Gun debate is so toxic that Michigan leaders focus on school safety

Visitors now need to be buzzed into many Michigan schools. It’s one method officials have used in the wake of school shootings. ( Don’t talk about guns. That’s the message Michigan leaders are sending as the nation grapples with how to address mass school shootings. While lawmakers juggle proposals to increase school safety following the shooting in Parkland, Florida, many Republican leaders are not eager to discuss guns. "…You start with guns, you’re going to get a polarized discussion and most likely nothing … other than people being polarized, upset and yelling at each other," Gov.
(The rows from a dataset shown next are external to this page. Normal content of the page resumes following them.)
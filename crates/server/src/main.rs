mod routes;
mod upstream;

use std::net::SocketAddr;
use std::path::PathBuf;
use std::sync::Arc;
use std::time::Duration;

use clap::Parser;
use eyre::WrapErr;
use mpk_transit::{RouteCatalog, StaticTransitProvider};
use tracing::Level;

use crate::routes::SharedSource;
use crate::upstream::{DEFAULT_FEED_URL, MpkLiveSource};

#[derive(Parser, Debug)]
#[command(
    name = "mpk-viewer-server",
    version,
    about = "Serve live vehicle positions and scraped route data"
)]
struct Args {
    /// Scraped route catalog
    #[arg(short, long, default_value = "data/routes.json")]
    routes: PathBuf,

    /// Address to listen on
    #[arg(short, long, default_value = "0.0.0.0:5000")]
    bind: SocketAddr,

    /// Upstream vehicle position feed
    #[arg(long, default_value = DEFAULT_FEED_URL)]
    feed_url: String,

    /// Serve routes only; the vehicle list is always empty
    #[arg(long)]
    offline: bool,

    /// Upstream request timeout in seconds
    #[arg(long, default_value_t = 10)]
    timeout_secs: u64,

    /// Verbose output (show debug messages)
    #[arg(short, long)]
    verbose: bool,
}

fn init_tracing(verbose: bool) {
    let level = if verbose { Level::DEBUG } else { Level::INFO };
    tracing_subscriber::fmt()
        .with_max_level(level)
        .with_target(false)
        .init();
}

#[tokio::main]
async fn main() -> eyre::Result<()> {
    let args = Args::parse();
    init_tracing(args.verbose);

    let catalog = RouteCatalog::load(&args.routes)
        .wrap_err_with(|| format!("failed to load {}", args.routes.display()))?;
    tracing::info!(lines = catalog.len(), path = %args.routes.display(), "Loaded route catalog");

    let provider = StaticTransitProvider::from_catalog(&catalog);
    let source: SharedSource = if args.offline {
        tracing::warn!("Running offline, no live vehicles will be served");
        Arc::new(provider)
    } else {
        Arc::new(MpkLiveSource::new(
            provider,
            catalog.summaries(),
            args.feed_url.clone(),
            Duration::from_secs(args.timeout_secs),
        )?)
    };

    let listener = tokio::net::TcpListener::bind(args.bind)
        .await
        .wrap_err_with(|| format!("failed to bind {}", args.bind))?;
    tracing::info!(addr = %listener.local_addr()?, "Listening");

    axum::serve(listener, routes::create_router(source))
        .with_graceful_shutdown(async {
            let _ = tokio::signal::ctrl_c().await;
            tracing::info!("Shutting down");
        })
        .await?;

    Ok(())
}
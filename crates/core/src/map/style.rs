use palette::Srgb;

/// 8-bit sRGB color, as used by the map renderer
pub type Color = Srgb<u8>;

/// Smallest palette the route grouper accepts
pub const MIN_PALETTE_SIZE: usize = 6;

#[derive(Debug, thiserror::Error, PartialEq, Eq)]
pub enum ColorError {
    #[error("invalid color {0:?}, expected #rrggbb")]
    Invalid(String),
    #[error("route palette needs at least {MIN_PALETTE_SIZE} colors, got {0}")]
    PaletteTooSmall(usize),
}

/// Format a color as `#rrggbb`
pub fn to_hex(color: Color) -> String {
    format!("#{:02x}{:02x}{:02x}", color.red, color.green, color.blue)
}

pub fn parse_hex(value: &str) -> Result<Color, ColorError> {
    value
        .trim()
        .parse::<Color>()
        .map_err(|_| ColorError::Invalid(value.to_string()))
}

#[derive(Clone, Copy, Debug, PartialEq)]
pub struct PathStyle {
    pub color: Color,
    pub weight: f32,
    pub opacity: f32,
}

impl PathStyle {
    pub fn solid(color: Color) -> Self {
        Self {
            color,
            weight: 5.0,
            opacity: 0.8,
        }
    }
}

#[derive(Clone, Copy, Debug, PartialEq)]
pub struct MarkerStyle {
    pub radius: f32,
    pub fill: Color,
    pub fill_opacity: f32,
    pub border_color: Color,
    pub border_width: f32,
}

impl MarkerStyle {
    /// Circle marker with no border
    pub fn solid_color(radius: f32, fill: Color) -> Self {
        Self {
            radius,
            fill,
            fill_opacity: 1.0,
            border_color: Srgb::new(0, 0, 0),
            border_width: 0.0,
        }
    }

    pub fn with_border(mut self, border_width: f32, border_color: Color) -> Self {
        self.border_width = border_width;
        self.border_color = border_color;
        self
    }

    pub fn with_fill_opacity(mut self, fill_opacity: f32) -> Self {
        self.fill_opacity = fill_opacity;
        self
    }
}

/// Ordered colors handed out to route directions
#[derive(Clone, Debug, PartialEq)]
pub struct RoutePalette {
    colors: Vec<Color>,
}

impl RoutePalette {
    pub fn new(colors: Vec<Color>) -> Result<Self, ColorError> {
        if colors.len() < MIN_PALETTE_SIZE {
            return Err(ColorError::PaletteTooSmall(colors.len()));
        }
        Ok(Self { colors })
    }

    pub fn from_hex<S: AsRef<str>>(colors: &[S]) -> Result<Self, ColorError> {
        let colors = colors
            .iter()
            .map(|c| parse_hex(c.as_ref()))
            .collect::<Result<Vec<_>, _>>()?;
        Self::new(colors)
    }

    /// Color for the `index`-th drawn direction, cycling when exhausted
    pub fn color(&self, index: usize) -> Color {
        self.colors[index % self.colors.len()]
    }

    pub fn len(&self) -> usize {
        self.colors.len()
    }

    pub fn is_empty(&self) -> bool {
        self.colors.is_empty()
    }
}

pub const DEFAULT_ROUTE_COLORS: [&str; 8] = [
    "#e41a1c", "#377eb8", "#4daf4a", "#984ea3", "#ff7f00", "#a65628", "#f781bf", "#17becf",
];

impl Default for RoutePalette {
    fn default() -> Self {
        Self {
            colors: DEFAULT_ROUTE_COLORS
                .iter()
                .filter_map(|c| parse_hex(c).ok())
                .collect(),
        }
    }
}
Rick Snyder said at the Mackinac Policy Conference at the end of May. "Let’s start talking about helping troubled kids, let’s start talking about hardening schools." The concept of "hardening schools" means beefing up the physical structures themselves. Thicker doors. Tougher locks. Bulletproof glass. Identification software. Democratic lawmakers like State Rep. Robert Wittenberg, D-Oak Pak, feel the safety measures don’t fully address the problem. "What they’re trying to do is only half of the equation," said Wittenberg, a sponsor of gun control bills in the House. "I think we have to do everything we can to prevent (school shootings) from happening." Wittenberg’s red-flag gun legislation, which would allow judges to intervene and keep guns away from the mentally ill, hasn’t gotten a hearing in the House yet. Focusing just on school safety also doesn’t sit well with students like Ann Arbor Pioneer High School’s Clara Nunez-Regueiro, who has been an outspoken advocate in […]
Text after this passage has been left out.